Supplied data below:

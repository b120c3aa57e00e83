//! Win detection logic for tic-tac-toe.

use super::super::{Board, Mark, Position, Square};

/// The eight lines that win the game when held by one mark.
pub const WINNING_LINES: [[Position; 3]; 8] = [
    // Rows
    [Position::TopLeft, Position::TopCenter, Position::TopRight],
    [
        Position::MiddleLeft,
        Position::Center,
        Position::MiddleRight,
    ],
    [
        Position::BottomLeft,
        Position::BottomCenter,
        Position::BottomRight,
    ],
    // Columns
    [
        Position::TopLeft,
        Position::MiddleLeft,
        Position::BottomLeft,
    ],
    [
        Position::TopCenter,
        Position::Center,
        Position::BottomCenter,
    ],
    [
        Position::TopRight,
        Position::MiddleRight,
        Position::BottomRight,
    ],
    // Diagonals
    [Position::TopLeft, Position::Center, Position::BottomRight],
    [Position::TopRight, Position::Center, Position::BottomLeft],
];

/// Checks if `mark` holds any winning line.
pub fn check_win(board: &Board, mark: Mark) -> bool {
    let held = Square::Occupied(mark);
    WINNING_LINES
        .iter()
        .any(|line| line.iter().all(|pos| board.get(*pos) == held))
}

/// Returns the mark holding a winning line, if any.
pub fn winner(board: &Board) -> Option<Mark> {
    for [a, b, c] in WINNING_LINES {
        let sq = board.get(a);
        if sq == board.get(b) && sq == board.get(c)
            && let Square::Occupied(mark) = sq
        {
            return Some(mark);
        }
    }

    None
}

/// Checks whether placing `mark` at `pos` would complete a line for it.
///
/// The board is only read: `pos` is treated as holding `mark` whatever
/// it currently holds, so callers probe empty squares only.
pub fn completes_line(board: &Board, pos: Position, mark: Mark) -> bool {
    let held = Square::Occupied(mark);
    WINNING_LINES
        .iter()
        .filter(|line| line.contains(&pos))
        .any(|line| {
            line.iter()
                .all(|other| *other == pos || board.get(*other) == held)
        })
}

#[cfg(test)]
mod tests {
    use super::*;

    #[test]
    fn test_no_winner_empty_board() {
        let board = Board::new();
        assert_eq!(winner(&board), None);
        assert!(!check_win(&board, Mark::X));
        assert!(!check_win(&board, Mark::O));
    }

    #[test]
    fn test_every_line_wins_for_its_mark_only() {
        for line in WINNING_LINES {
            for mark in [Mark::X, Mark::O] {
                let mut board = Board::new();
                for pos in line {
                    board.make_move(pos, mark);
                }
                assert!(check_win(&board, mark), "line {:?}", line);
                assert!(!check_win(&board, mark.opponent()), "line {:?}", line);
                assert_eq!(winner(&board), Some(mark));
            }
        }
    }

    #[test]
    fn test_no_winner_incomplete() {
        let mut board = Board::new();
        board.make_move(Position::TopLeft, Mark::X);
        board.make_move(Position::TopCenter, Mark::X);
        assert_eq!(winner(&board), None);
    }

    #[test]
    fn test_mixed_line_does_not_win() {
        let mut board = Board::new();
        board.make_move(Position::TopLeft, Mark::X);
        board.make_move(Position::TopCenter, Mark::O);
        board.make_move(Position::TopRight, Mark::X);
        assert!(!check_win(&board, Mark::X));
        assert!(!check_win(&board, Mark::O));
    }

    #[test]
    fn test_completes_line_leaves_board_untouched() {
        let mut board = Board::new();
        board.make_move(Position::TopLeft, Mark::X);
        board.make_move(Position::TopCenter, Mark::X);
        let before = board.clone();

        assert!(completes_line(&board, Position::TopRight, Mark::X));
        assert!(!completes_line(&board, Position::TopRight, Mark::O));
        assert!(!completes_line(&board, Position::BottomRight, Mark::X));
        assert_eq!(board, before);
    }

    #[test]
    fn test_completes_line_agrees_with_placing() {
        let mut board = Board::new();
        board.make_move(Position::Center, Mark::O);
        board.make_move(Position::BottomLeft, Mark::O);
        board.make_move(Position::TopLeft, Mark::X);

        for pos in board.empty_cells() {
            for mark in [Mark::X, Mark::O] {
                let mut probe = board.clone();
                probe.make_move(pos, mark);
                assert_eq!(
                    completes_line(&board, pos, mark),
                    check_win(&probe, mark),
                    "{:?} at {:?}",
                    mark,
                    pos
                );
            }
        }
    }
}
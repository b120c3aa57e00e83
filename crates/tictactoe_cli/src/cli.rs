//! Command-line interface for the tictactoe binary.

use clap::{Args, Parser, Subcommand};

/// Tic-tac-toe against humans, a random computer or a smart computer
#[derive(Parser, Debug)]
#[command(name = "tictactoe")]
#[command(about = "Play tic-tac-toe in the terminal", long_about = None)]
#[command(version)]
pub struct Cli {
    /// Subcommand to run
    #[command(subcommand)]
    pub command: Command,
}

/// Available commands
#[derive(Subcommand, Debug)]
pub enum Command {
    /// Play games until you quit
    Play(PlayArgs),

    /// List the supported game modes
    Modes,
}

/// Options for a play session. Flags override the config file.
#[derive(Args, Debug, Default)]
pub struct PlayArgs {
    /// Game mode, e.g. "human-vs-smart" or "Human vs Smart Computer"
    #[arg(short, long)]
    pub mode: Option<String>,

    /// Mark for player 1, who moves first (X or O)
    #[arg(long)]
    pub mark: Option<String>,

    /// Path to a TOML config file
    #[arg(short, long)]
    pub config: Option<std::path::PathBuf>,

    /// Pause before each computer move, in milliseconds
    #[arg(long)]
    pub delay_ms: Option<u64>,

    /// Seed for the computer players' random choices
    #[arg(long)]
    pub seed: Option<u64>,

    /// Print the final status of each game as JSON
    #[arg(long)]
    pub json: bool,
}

End of Supplied data.

What is required:
Where the word "held" shows up in a line of the entries above, copy that line.

Solved problem:
/// The eight lines that win the game when held by one mark.
    let held = Square::Occupied(mark);
        .any(|line| line.iter().all(|pos| board.get(*pos) == held))
    let held = Square::Occupied(mark);
                .all(|other| *other == pos || board.get(*other) == held)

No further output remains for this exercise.